• Problem details
Please reproduce the data in full, exactly as it stands.

• The input
// Sample input - one row per product, with the edge cases the loader and
// aggregator have to handle

use crate::record::{
    COL_ACCOUNT_NUMBER, COL_CONTRACT_END_DATE, COL_CUSTOMER_NAME, COL_EMAIL_ADDRESS,
    COL_PHYSICAL_ADDRESS, COL_PRODUCT,
};
use anyhow::{Context, Result};
use std::path::Path;

const PRODUCTS: [&str; 4] = ["IP VPN", "DIA", "IOA", "Wavelengths"];

const END_DATES: [&str; 4] = ["2025-03-15", "2025-04-22", "2025-05-10", "2025-06-30"];

struct SampleCustomer {
    name: &'static str,
    email: &'static str,
    address: &'static str,
    account: &'static str,
    /// Write placeholder products instead of real ones
    no_products: bool,
}

const CUSTOMERS: [SampleCustomer; 8] = [
    SampleCustomer {
        name: "Acme Corporation",
        email: "it-admin@acmecorp.com",
        address: "1500 Technology Drive, Austin, TX 78701",
        account: "LUM001",
        no_products: false,
    },
    SampleCustomer {
        name: "Global Manufacturing Inc",
        email: "network.ops@globalmanufacturing.com",
        address: "2200 Industrial Blvd, Detroit, MI 48201",
        account: "LUM002",
        no_products: false,
    },
    // Dropped by the loader: no address
    SampleCustomer {
        name: "Metro Healthcare System",
        email: "cio@metrohealthcare.org",
        address: "",
        account: "LUM003",
        no_products: false,
    },
    SampleCustomer {
        name: "First National Bank",
        email: "infrastructure@firstnationalbank.com",
        address: "100 Financial Plaza, Charlotte, NC 28202",
        account: "LUM004",
        no_products: false,
    },
    SampleCustomer {
        name: "Very Long Business Name Technologies International Group LLC",
        email: "very.long.email.address@verylongbusinessname.com",
        address: "9999 Very Long Address Name Street, Some Very Long City Name, ST 12345",
        account: "LUM005",
        no_products: false,
    },
    // Dropped by the loader: no account number
    SampleCustomer {
        name: "Missing Account Company",
        email: "contact@missingaccount.com",
        address: "500 Test Street, Test City, TS 12345",
        account: "",
        no_products: false,
    },
    // Skipped by the aggregator: only placeholder products
    SampleCustomer {
        name: "Placeholder Products LLC",
        email: "ops@placeholderproducts.com",
        address: "42 Empty Lane, Nowhere, NV 89001",
        account: "LUM007",
        no_products: true,
    },
    // Same name as LUM001, separate account
    SampleCustomer {
        name: "Acme Corporation",
        email: "billing@acmecorp.com",
        address: "77 Second Campus Way, Austin, TX 78702",
        account: "LUM008",
        no_products: false,
    },
];

/// Write the sample dataset as CSV, returning the number of data rows
pub fn write_sample(path: &Path) -> Result<usize> {
    let mut writer = csv::Writer::from_path(path)
        .with_context(|| format!("Failed to create sample file: {}", path.display()))?;

    writer.write_record([
        COL_CUSTOMER_NAME,
        COL_EMAIL_ADDRESS,
        COL_PHYSICAL_ADDRESS,
        COL_ACCOUNT_NUMBER,
        COL_PRODUCT,
        COL_CONTRACT_END_DATE,
    ])?;

    let mut rows = 0;
    for (c_idx, customer) in CUSTOMERS.iter().enumerate() {
        for (p_idx, product) in PRODUCTS.iter().enumerate() {
            let (product, end_date) = if customer.no_products {
                (["", "None", "nan", "NaN"][p_idx], "")
            } else {
                (*product, END_DATES[(c_idx + p_idx) % END_DATES.len()])
            };

            writer.write_record([
                customer.name,
                customer.email,
                customer.address,
                customer.account,
                product,
                end_date,
            ])?;
            rows += 1;
        }
    }

    // A fully blank row, dropped silently
    writer.write_record(["", "", "", "", "", ""])?;
    rows += 1;

    writer.flush()?;
    tracing::info!(path = %path.display(), rows, "wrote sample data");
    Ok(rows)
}

// ============================================================================
// TESTS
// ============================================================================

• Result for this exercise
// Sample input - one row per product, with the edge cases the loader and
// aggregator have to handle

use crate::record::{
    COL_ACCOUNT_NUMBER, COL_CONTRACT_END_DATE, COL_CUSTOMER_NAME, COL_EMAIL_ADDRESS,
    COL_PHYSICAL_ADDRESS, COL_PRODUCT,
};
use anyhow::{Context, Result};
use std::path::Path;

const PRODUCTS: [&str; 4] = ["IP VPN", "DIA", "IOA", "Wavelengths"];

const END_DATES: [&str; 4] = ["2025-03-15", "2025-04-22", "2025-05-10", "2025-06-30"];

struct SampleCustomer {
    name: &'static str,
    email: &'static str,
    address: &'static str,
    account: &'static str,
    /// Write placeholder products instead of real ones
    no_products: bool,
}

const CUSTOMERS: [SampleCustomer; 8] = [
    SampleCustomer {
        name: "Acme Corporation",
        email: "it-admin@acmecorp.com",
        address: "1500 Technology Drive, Austin, TX 78701",
        account: "LUM001",
        no_products: false,
    },
    SampleCustomer {
        name: "Global Manufacturing Inc",
        email: "network.ops@globalmanufacturing.com",
        address: "2200 Industrial Blvd, Detroit, MI 48201",
        account: "LUM002",
        no_products: false,
    },
    // Dropped by the loader: no address
    SampleCustomer {
        name: "Metro Healthcare System",
        email: "cio@metrohealthcare.org",
        address: "",
        account: "LUM003",
        no_products: false,
    },
    SampleCustomer {
        name: "First National Bank",
        email: "infrastructure@firstnationalbank.com",
        address: "100 Financial Plaza, Charlotte, NC 28202",
        account: "LUM004",
        no_products: false,
    },
    SampleCustomer {
        name: "Very Long Business Name Technologies International Group LLC",
        email: "very.long.email.address@verylongbusinessname.com",
        address: "9999 Very Long Address Name Street, Some Very Long City Name, ST 12345",
        account: "LUM005",
        no_products: false,
    },
    // Dropped by the loader: no account number
    SampleCustomer {
        name: "Missing Account Company",
        email: "contact@missingaccount.com",
        address: "500 Test Street, Test City, TS 12345",
        account: "",
        no_products: false,
    },
    // Skipped by the aggregator: only placeholder products
    SampleCustomer {
        name: "Placeholder Products LLC",
        email: "ops@placeholderproducts.com",
        address: "42 Empty Lane, Nowhere, NV 89001",
        account: "LUM007",
        no_products: true,
    },
    // Same name as LUM001, separate account
    SampleCustomer {
        name: "Acme Corporation",
        email: "billing@acmecorp.com",
        address: "77 Second Campus Way, Austin, TX 78702",
        account: "LUM008",
        no_products: false,
    },
];

/// Write the sample dataset as CSV, returning the number of data rows
pub fn write_sample(path: &Path) -> Result<usize> {
    let mut writer = csv::Writer::from_path(path)
        .with_context(|| format!("Failed to create sample file: {}", path.display()))?;

    writer.write_record([
        COL_CUSTOMER_NAME,
        COL_EMAIL_ADDRESS,
        COL_PHYSICAL_ADDRESS,
        COL_ACCOUNT_NUMBER,
        COL_PRODUCT,
        COL_CONTRACT_END_DATE,
    ])?;

    let mut rows = 0;
    for (c_idx, customer) in CUSTOMERS.iter().enumerate() {
        for (p_idx, product) in PRODUCTS.iter().enumerate() {
            let (product, end_date) = if customer.no_products {
                (["", "None", "nan", "NaN"][p_idx], "")
            } else {
                (*product, END_DATES[(c_idx + p_idx) % END_DATES.len()])
            };

            writer.write_record([
                customer.name,
                customer.email,
                customer.address,
                customer.account,
                product,
                end_date,
            ])?;
            rows += 1;
        }
    }

    // A fully blank row, dropped silently
    writer.write_record(["", "", "", "", "", ""])?;
    rows += 1;

    writer.flush()?;
    tracing::info!(path = %path.display(), rows, "wrote sample data");
    Ok(rows)
}

// ============================================================================
// TESTS
// ============================================================================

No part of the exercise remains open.